▸ **Given records**

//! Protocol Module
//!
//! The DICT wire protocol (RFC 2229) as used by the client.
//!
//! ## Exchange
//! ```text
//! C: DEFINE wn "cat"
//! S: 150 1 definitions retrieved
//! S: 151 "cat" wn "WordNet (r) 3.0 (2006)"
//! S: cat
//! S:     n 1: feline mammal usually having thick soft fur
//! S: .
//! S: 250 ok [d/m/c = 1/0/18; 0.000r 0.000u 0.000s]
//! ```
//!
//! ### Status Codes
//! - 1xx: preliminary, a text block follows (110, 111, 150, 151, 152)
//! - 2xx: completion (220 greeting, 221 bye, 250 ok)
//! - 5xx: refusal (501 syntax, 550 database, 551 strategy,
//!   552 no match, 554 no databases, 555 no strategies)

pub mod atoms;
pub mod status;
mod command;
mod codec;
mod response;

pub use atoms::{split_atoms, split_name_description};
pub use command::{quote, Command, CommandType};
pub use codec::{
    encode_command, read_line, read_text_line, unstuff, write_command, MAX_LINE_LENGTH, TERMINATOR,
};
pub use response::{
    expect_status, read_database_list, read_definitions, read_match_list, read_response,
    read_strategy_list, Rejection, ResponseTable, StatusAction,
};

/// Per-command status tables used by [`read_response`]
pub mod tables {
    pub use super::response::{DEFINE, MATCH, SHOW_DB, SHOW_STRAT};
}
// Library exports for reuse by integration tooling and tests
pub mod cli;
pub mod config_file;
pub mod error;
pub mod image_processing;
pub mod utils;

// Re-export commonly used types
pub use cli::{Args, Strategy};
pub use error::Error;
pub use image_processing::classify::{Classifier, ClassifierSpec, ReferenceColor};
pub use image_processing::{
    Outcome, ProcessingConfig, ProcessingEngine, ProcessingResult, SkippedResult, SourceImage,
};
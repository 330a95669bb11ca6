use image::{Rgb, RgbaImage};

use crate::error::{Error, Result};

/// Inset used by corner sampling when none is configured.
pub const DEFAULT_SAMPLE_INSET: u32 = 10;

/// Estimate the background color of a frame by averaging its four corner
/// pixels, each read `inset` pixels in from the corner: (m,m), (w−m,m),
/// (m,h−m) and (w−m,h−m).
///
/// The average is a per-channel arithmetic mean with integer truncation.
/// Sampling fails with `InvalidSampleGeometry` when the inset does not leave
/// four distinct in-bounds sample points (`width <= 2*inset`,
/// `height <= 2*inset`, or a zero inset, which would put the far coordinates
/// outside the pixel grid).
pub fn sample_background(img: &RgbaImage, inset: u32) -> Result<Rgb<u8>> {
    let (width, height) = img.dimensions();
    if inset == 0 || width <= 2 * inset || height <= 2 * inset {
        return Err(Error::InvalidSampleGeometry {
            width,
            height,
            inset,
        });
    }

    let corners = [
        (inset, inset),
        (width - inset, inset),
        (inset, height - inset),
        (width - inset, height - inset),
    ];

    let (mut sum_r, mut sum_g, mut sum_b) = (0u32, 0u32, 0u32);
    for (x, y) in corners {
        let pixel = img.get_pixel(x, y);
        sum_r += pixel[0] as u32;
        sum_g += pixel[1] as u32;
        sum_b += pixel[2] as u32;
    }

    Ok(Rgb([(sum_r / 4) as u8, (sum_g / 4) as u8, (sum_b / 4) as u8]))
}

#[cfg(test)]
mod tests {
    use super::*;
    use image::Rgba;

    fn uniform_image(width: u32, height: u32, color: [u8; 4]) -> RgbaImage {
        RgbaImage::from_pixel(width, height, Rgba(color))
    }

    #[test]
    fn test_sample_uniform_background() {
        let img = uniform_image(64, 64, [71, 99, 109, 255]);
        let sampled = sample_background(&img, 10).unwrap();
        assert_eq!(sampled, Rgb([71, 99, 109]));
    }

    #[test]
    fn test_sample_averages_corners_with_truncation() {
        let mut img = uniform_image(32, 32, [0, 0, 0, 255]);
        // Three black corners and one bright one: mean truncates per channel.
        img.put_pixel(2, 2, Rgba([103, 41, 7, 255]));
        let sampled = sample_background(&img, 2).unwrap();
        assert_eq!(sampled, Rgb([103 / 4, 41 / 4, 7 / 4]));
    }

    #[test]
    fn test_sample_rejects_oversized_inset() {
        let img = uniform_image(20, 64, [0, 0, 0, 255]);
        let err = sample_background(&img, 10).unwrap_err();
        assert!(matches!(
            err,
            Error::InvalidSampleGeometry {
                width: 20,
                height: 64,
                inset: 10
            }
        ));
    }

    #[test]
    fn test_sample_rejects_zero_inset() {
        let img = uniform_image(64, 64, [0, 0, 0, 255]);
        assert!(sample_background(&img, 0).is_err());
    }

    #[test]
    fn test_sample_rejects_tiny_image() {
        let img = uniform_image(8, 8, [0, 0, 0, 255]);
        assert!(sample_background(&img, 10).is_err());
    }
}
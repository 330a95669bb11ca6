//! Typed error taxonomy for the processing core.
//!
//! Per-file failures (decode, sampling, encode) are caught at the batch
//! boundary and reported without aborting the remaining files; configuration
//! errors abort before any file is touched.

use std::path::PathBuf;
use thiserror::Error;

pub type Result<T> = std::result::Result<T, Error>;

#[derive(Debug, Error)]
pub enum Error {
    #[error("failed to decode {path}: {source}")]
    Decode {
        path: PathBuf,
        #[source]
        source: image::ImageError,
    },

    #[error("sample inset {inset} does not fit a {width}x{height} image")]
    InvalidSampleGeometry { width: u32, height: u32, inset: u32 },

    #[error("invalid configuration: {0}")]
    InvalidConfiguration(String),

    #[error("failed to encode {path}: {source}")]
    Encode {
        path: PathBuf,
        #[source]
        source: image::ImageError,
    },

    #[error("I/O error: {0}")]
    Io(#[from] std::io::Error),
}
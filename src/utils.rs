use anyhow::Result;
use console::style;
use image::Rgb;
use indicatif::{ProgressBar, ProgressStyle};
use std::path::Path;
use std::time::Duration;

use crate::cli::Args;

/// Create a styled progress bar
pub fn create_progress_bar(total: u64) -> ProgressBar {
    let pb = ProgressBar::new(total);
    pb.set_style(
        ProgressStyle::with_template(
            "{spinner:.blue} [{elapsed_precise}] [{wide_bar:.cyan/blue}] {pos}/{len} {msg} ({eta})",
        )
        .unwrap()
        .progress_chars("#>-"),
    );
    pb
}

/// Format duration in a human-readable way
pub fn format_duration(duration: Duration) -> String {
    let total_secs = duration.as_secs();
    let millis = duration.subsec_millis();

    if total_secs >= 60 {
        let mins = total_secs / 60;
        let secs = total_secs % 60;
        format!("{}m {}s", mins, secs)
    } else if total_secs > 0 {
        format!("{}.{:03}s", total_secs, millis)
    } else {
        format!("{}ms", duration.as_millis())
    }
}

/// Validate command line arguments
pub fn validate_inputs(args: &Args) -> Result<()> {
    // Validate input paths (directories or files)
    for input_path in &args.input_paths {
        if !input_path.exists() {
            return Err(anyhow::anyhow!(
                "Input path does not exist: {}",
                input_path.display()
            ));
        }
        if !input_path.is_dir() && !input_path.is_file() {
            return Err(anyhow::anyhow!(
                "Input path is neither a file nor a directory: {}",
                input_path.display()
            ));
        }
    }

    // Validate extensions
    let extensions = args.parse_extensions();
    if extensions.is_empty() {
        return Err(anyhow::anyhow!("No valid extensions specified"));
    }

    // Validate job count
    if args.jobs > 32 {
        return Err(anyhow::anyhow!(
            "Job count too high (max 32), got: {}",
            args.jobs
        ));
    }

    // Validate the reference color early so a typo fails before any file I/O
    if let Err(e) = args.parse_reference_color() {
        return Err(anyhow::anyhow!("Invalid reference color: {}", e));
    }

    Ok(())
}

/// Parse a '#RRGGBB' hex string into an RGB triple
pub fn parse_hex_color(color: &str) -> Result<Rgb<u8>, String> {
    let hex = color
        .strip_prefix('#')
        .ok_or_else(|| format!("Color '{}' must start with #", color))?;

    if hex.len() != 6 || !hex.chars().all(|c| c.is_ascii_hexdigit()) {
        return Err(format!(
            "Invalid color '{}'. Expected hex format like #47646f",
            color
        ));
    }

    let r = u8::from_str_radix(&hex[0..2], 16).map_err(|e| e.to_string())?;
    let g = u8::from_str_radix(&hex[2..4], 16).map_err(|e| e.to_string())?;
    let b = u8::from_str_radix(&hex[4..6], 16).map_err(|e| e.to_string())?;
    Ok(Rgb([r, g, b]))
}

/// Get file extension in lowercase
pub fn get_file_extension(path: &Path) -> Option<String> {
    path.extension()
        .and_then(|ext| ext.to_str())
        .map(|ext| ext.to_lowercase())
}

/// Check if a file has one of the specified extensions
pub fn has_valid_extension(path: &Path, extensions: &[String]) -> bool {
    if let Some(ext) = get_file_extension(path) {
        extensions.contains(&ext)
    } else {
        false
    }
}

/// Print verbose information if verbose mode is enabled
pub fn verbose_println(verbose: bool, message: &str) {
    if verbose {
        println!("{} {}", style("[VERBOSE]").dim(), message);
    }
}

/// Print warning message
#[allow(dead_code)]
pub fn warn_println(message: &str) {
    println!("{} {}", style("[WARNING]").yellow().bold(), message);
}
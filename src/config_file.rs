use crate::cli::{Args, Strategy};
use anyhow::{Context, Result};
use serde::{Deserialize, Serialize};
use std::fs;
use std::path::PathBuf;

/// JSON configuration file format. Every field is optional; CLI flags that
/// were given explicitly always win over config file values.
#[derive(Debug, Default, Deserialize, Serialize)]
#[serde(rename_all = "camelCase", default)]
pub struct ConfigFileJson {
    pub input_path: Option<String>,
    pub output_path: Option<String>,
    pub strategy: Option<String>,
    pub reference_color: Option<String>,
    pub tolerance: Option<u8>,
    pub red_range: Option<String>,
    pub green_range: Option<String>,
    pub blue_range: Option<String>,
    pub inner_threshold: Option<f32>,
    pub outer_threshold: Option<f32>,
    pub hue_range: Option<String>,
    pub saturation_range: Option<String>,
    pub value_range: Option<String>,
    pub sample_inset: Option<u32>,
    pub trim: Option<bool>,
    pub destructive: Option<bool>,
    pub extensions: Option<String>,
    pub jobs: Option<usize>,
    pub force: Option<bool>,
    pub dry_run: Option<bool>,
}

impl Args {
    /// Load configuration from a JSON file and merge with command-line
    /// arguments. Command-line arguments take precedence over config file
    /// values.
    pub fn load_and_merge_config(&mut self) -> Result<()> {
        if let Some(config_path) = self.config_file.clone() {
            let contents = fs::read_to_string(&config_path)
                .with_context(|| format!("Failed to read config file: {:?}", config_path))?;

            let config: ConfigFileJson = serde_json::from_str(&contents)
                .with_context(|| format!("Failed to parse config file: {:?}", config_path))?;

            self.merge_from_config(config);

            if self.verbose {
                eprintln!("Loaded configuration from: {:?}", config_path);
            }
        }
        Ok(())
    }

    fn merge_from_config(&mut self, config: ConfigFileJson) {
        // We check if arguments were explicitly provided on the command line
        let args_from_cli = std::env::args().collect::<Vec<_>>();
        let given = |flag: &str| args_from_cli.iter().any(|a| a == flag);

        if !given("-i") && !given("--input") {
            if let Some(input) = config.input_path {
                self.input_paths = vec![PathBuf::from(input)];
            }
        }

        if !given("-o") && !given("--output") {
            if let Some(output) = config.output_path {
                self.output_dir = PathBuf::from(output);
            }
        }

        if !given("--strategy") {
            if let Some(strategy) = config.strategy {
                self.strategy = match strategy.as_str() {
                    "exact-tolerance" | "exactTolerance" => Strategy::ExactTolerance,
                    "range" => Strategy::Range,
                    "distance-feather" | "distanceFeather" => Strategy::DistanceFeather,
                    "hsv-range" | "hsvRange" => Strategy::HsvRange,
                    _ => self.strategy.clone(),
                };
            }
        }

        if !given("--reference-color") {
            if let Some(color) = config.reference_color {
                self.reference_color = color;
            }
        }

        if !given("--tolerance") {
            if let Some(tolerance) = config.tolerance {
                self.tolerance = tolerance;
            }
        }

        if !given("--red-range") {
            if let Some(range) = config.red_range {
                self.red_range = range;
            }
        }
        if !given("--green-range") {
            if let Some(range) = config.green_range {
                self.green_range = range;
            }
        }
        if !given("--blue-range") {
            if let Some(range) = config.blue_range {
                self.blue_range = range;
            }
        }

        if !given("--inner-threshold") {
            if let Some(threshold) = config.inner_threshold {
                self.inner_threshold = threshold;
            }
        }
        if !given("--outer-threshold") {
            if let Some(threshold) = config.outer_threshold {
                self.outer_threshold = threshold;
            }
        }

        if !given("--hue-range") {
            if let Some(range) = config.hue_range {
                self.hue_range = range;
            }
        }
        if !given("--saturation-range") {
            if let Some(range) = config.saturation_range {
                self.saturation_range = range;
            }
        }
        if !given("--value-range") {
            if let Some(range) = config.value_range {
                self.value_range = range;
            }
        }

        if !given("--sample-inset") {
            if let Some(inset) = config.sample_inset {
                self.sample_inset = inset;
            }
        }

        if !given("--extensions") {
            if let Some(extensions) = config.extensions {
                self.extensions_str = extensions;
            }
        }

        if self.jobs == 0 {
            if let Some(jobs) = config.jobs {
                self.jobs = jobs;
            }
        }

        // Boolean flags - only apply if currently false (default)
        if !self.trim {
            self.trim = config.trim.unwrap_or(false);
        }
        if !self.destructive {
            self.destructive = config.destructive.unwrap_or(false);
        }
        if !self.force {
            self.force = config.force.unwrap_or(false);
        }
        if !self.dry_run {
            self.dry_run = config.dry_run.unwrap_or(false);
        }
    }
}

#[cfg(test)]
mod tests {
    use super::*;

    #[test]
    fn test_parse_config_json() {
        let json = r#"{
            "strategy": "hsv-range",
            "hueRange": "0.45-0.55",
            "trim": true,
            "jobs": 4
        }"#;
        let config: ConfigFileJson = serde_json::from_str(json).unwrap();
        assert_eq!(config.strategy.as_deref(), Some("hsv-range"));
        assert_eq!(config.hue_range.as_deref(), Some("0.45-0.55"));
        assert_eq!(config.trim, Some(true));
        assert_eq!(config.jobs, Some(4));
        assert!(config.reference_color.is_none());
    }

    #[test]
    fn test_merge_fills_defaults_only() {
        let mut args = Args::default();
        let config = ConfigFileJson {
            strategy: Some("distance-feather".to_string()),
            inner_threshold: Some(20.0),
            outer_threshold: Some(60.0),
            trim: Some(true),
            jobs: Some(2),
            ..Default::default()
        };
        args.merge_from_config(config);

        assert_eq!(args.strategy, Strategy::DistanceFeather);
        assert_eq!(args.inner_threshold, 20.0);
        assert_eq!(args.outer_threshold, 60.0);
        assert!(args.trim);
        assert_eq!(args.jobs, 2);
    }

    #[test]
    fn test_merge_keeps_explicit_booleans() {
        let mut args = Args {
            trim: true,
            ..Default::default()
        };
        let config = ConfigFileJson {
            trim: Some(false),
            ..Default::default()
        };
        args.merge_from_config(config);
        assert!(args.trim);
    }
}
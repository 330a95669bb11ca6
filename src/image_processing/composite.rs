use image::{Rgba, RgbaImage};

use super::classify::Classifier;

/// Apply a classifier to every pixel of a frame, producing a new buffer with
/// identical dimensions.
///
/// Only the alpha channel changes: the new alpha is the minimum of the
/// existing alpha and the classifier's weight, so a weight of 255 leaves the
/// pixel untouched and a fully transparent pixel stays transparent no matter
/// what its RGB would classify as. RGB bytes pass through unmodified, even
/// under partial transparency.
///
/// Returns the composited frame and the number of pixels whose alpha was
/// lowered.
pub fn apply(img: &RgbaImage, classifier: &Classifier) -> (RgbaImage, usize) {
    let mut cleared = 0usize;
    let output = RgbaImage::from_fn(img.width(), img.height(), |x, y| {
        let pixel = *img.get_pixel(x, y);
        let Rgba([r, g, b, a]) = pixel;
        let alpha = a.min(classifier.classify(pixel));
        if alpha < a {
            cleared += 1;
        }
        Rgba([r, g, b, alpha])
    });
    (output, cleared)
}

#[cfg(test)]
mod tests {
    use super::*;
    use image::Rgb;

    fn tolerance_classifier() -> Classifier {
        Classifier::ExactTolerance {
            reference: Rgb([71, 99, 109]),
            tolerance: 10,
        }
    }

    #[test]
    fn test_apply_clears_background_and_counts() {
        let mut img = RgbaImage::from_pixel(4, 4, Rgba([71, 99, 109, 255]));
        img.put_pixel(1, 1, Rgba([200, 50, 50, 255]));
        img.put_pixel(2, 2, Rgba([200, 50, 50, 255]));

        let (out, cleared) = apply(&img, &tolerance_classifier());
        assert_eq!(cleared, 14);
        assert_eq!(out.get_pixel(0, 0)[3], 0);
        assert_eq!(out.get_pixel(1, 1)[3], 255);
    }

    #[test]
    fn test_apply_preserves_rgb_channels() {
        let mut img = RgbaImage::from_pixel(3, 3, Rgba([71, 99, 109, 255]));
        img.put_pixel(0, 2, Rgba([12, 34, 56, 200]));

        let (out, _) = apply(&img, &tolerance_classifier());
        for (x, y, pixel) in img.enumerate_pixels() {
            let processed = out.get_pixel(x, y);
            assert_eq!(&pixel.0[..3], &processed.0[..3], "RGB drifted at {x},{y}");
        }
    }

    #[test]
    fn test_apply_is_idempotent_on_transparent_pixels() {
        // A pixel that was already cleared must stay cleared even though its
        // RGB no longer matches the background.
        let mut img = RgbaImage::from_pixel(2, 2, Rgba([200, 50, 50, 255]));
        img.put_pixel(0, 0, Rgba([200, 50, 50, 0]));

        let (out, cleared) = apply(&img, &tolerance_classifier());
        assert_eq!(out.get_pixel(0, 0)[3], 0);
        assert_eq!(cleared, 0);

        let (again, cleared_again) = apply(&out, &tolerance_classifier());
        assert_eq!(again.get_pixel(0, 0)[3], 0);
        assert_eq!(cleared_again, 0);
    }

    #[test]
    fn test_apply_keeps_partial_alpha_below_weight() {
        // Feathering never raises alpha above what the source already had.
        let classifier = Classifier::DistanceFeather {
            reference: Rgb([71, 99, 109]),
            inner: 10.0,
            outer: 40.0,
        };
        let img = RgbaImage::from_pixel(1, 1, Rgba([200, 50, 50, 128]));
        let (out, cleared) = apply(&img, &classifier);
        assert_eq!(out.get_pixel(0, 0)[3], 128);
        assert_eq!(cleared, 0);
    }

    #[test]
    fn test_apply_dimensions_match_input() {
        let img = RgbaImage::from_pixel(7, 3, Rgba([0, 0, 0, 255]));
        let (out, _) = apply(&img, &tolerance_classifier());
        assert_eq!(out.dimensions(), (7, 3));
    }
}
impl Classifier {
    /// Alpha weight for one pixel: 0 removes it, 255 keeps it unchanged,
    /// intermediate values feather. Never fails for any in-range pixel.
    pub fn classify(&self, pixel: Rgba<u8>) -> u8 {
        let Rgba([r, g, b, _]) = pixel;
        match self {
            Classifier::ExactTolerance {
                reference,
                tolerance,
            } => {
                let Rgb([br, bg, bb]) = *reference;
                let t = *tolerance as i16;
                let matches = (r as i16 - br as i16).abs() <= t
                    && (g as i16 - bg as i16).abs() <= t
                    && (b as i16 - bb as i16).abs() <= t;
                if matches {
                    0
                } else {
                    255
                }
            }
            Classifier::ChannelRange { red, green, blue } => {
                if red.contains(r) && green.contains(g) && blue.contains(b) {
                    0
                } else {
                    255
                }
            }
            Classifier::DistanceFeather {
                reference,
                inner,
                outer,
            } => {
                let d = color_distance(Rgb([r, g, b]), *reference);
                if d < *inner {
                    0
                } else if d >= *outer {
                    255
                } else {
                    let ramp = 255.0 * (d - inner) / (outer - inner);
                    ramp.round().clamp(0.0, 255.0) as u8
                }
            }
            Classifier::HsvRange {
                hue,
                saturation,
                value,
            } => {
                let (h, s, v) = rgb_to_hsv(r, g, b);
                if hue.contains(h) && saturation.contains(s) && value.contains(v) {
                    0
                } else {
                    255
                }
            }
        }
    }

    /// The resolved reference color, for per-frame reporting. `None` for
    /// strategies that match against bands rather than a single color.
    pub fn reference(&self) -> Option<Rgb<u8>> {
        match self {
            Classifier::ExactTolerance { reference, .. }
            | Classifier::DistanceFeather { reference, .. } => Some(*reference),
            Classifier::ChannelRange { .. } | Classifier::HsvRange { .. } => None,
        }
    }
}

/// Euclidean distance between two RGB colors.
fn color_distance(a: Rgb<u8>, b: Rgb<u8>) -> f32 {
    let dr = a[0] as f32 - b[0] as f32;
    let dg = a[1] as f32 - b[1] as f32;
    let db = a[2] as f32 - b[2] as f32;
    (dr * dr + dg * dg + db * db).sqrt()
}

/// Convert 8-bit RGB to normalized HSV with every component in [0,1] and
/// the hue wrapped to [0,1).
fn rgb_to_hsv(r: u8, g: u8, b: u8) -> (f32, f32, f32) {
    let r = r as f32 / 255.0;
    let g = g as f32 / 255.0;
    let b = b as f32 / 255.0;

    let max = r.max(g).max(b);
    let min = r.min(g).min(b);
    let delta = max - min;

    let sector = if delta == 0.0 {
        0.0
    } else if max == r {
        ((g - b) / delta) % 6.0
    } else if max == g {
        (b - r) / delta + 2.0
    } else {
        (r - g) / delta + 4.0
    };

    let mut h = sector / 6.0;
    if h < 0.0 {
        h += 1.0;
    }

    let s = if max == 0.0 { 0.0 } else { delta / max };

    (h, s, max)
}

▸ **Task directions**
Retype the listing from its first line onward, stopping after the line that contains "555 no strategies)" has been retyped in full.

▸ **Response area**
//! Protocol Module
//!
//! The DICT wire protocol (RFC 2229) as used by the client.
//!
//! ## Exchange
//! ```text
//! C: DEFINE wn "cat"
//! S: 150 1 definitions retrieved
//! S: 151 "cat" wn "WordNet (r) 3.0 (2006)"
//! S: cat
//! S:     n 1: feline mammal usually having thick soft fur
//! S: .
//! S: 250 ok [d/m/c = 1/0/18; 0.000r 0.000u 0.000s]
//! ```
//!
//! ### Status Codes
//! - 1xx: preliminary, a text block follows (110, 111, 150, 151, 152)
//! - 2xx: completion (220 greeting, 221 bye, 250 ok)
//! - 5xx: refusal (501 syntax, 550 database, 551 strategy,
//!   552 no match, 554 no databases, 555 no strategies)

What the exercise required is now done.